Adirondack Studios (ADKS), a company that provides creative solutions for designers, artists, producers, and owners in the themed entertainment industry, has shared an exclusive excerpt from Fifty Years of Making a Scene: Adirondack Studios 1975-2025, as it celebrates its 50th anniversary this year.
Fifty Years of Making a Scene: Adirondack Studios 1975-2025 is written by Bob Barnett with a foreword by Michael Blau. It is edited by Michael Blau, Tom Lloyd, Mike Marko and Clara Rice. The book will be published in limited release later this year.
When Tom Lloyd, Chris Detmer, and Walter Blake opened Adirondack Studios’ doors 50 years ago in Warrensburg, New York, the plan was simply to build scenery for opera companies, corporate events, Broadway and off-Broadway shows in a part of the country they’d come to love: New York State’s Adirondack Mountains.
Few would have imagined that Tom Lloyd and Chris Detmer would partner in business when they first met in 1966 at Northwestern University in Chicago, Illinois.
As part of the Acting program, Tom had crew duties helping student productions get on stage.

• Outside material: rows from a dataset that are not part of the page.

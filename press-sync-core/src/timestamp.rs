//! Conversion between local times and the REST API's timestamp strings.
//!
//! The API speaks `YYYY-MM-DDTHH:MM:SS` with no offset; by convention those values are UTC.

use std::time::SystemTime;

use chrono::{DateTime, NaiveDate, NaiveDateTime, Utc};
use serde_json::Value;

use crate::error::{Result, WpError};

pub const REMOTE_TIMESTAMP_FORMAT: &str = "%Y-%m-%dT%H:%M:%S";

const REMOTE_TIMESTAMP_LEN: usize = 19;

pub fn parse_remote_timestamp(s: &str) -> Result<NaiveDateTime> {
    // chrono accepts unpadded fields; the wire format does not.
    if s.len() != REMOTE_TIMESTAMP_LEN {
        return Err(WpError::Format(format!(
            "{s:?} does not match {REMOTE_TIMESTAMP_FORMAT}"
        )));
    }
    NaiveDateTime::parse_from_str(s, REMOTE_TIMESTAMP_FORMAT)
        .map_err(|e| WpError::Format(format!("{s:?}: {e}")))
}

pub fn format_remote_timestamp(dt: &NaiveDateTime) -> String {
    dt.format(REMOTE_TIMESTAMP_FORMAT).to_string()
}

pub fn system_time_to_utc(t: SystemTime) -> DateTime<Utc> {
    DateTime::<Utc>::from(t)
}

/// Remote-format string for a local file time, truncated to whole seconds.
pub fn format_system_time(t: SystemTime) -> String {
    format_remote_timestamp(&system_time_to_utc(t).naive_utc())
}

/// Normalises a metadata value holding a date into the remote format.
///
/// Accepts the remote format itself, `YYYY-MM-DD HH:MM:SS`, RFC 3339 (converted to UTC)
/// and bare dates (midnight).
pub fn normalize_timestamp(value: &Value) -> Result<String> {
    let raw = match value {
        Value::String(s) => s.trim(),
        other => {
            return Err(WpError::Format(format!(
                "expected a date string, got {other}"
            )))
        }
    };

    if let Ok(dt) = parse_remote_timestamp(raw) {
        return Ok(format_remote_timestamp(&dt));
    }
    if let Ok(dt) = NaiveDateTime::parse_from_str(raw, "%Y-%m-%d %H:%M:%S") {
        return Ok(format_remote_timestamp(&dt));
    }
    if let Ok(dt) = DateTime::parse_from_rfc3339(raw) {
        return Ok(format_remote_timestamp(&dt.with_timezone(&Utc).naive_utc()));
    }
    if let Ok(date) = NaiveDate::parse_from_str(raw, "%Y-%m-%d") {
        if let Some(dt) = date.and_hms_opt(0, 0, 0) {
            return Ok(format_remote_timestamp(&dt));
        }
    }
    Err(WpError::Format(format!("unrecognised date {raw:?}")))
}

Since he had spent his high school summers working production with the Lake George Opera, where his father was general director, it was a natural fit for him to pick up a hammer and stretch muslin to make stage flats for Northwestern’s opera program.

Chris managed the shop. Six years older than Tom, he was smart, sharp, and driven, though with a quieter demeanor. With a gift for Shakespeare, he was finishing his graduate degree in acting at Northwestern after serving in the Marines in Vietnam.
Tom and Chris hit it off, becoming an unlikely pair of friends as they framed out opera flats, turning lumber, cloth, and paint into bohemian garrets and ducal palaces for star-crossed lovers and villainous baritones.
Setting the stage…
By spring of 1971, Tom had transferred to Hunter College in New York City and changed his major to theater production. While finishing his studies, Tom managed the Hunter scene shop and built a circle of friends in the theatre tech world. Chief among them was Walter Blake, a carpenter and stagehand at Hunter who would become one of ADKS’ future founders.
Chris had already decamped from Northwestern, leaving acting behind to move to New York City. He met Walter through Tom, and soon the two of them were building sets and props for off- and off-off-Broadway shows in a former dairy barn in Manhattan. Meanwhile, Tom was picking up his own gigs, stage-managing opera productions around the country.
Each summer, Tom returned to Lake George in upstate New York. He was now production manager for the Lake George Opera Company’s annual season, working his way up from set construction to lighting and sound to management.
One summer, he invited Chris and Walt to join him working crew. They could swelter through another summer in Manhattan or they could enjoy the Adirondacks and work their tails off for next to no money. They took Tom up on his offer, not only building the sets but swapping out the repertory shows on an almost nightly basis.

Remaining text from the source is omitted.